# Assignment #3
## P556: Applied Machine Learning

More often than not, we will use a deep learning library (Tensorflow, Pytorch, or the wrapper known as Keras) to implement our models. However, the abstraction afforded by those libraries can make it hard to troubleshoot issues if we don't understand what is going on under the hood. In this assignment you will implement a fully-connected and a convolutional neural network from scratch. To simplify the implementation, we are asking you to implement static architectures, but you are free to support variable number of layers/neurons/activations/optimizers/etc. We recommend that you make use of private methods so you can easily troubleshoot small parts of your model as you develop them, instead of trying to figure out which parts are not working correctly after implementing everything. Also, keep in mind that there is code from your fully-connected neural network that can be re-used on the CNN. 
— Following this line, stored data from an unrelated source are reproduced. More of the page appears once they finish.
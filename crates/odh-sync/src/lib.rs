//! Catalog reconciliation pipeline: source snapshot, diff, concurrent
//! submission, strictly-later deletion, status persistence.

use std::collections::{BTreeMap, BTreeSet};
use std::path::PathBuf;
use std::str::FromStr;
use std::sync::Arc;
use std::time::Duration;

use anyhow::{Context, Result};
use chrono::{DateTime, Duration as ChronoDuration, FixedOffset, Utc};
use odh_client::{ApiClient, ClientConfig};
use odh_core::{Dataset, Publisher, StatusMap, SyncAction};
use odh_extract::{extract_page, parse_graph};
use odh_structure::{StructureConfig, StructureSync};
use serde::Serialize;
use serde_json::json;
use tokio::sync::Semaphore;
use tokio::task::JoinSet;
use tracing::{info, warn};
use uuid::Uuid;

pub const CRATE_NAME: &str = "odh-sync";

const PUBLICATION_LEVEL_PUBLIC: &str = "Public";
const PUBLICATION_LEVEL_INTERNAL: &str = "Internal";
const REGISTRATION_STATUS_RECORDED: &str = "Recorded";

#[derive(Debug, Clone)]
pub struct SyncConfig {
    pub client: ClientConfig,
    pub structure: StructureConfig,
    pub max_workers: usize,
    pub page_limit: u64,
    pub status_path: PathBuf,
    pub log_path: PathBuf,
    pub import_structures: bool,
}

impl SyncConfig {
    /// Builds the run configuration from the environment. Credentials are
    /// required; everything else has a default.
    pub fn from_env() -> Result<Self> {
        let structure_defaults = StructureConfig::default();
        let client = ClientConfig {
            api_base_url: env_or("ODH_API_BASE_URL", "https://api.i14y.admin.ch/api/partner/v1"),
            token_url: env_or(
                "ODH_TOKEN_URL",
                "https://identity.bit.admin.ch/realms/bfs-sis-p/protocol/openid-connect/token",
            ),
            source_url: env_or(
                "ODH_SOURCE_URL",
                "https://dam-api.bfs.admin.ch/hub/api/ogd/harvest",
            ),
            client_key: std::env::var("ODH_CLIENT_KEY").context("ODH_CLIENT_KEY must be set")?,
            client_secret: std::env::var("ODH_CLIENT_SECRET")
                .context("ODH_CLIENT_SECRET must be set")?,
            organization_id: env_or("ODH_ORGANIZATION_ID", "CH1"),
            user_agent: env_or("ODH_USER_AGENT", "odh-harvester/0.1"),
            timeout: Duration::from_secs(env_parse("ODH_HTTP_TIMEOUT_SECS", 30)),
        };
        let structure = StructureConfig {
            table_download_url: env_or("ODH_TABLE_DOWNLOAD_URL", &structure_defaults.table_download_url),
            shape_namespace: env_or("ODH_SHAPE_NAMESPACE", &structure_defaults.shape_namespace),
        };
        Ok(Self {
            client,
            structure,
            max_workers: env_parse("ODH_MAX_WORKERS", 8),
            page_limit: env_parse("ODH_PAGE_LIMIT", 100),
            status_path: PathBuf::from(env_or("ODH_STATUS_PATH", "data/dataset_status.json")),
            log_path: PathBuf::from(env_or("ODH_LOG_PATH", "harvest_log.txt")),
            import_structures: matches!(
                env_or("ODH_IMPORT_STRUCTURES", "false").as_str(),
                "1" | "true" | "TRUE" | "True"
            ),
        })
    }
}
Problem #1.1 (40 points): Implement a fully-connected neural network from scratch. The neural network will have the following architecture:

- Input layer
- Dense hidden layer with 512 neurons, using relu as the activation function
- Dropout with a value of 0.2
- Dense hidden layer with 512 neurons, using relu as the activation function
- Dropout with a value of 0.2
- Output layer, using softmax as the activation function

The model will use categorical crossentropy as its loss function. 
We will optimize the gradient descent using RMSProp, with a learning rate of 0.001 and a rho value of 0.9.
We will evaluate the model using accuracy.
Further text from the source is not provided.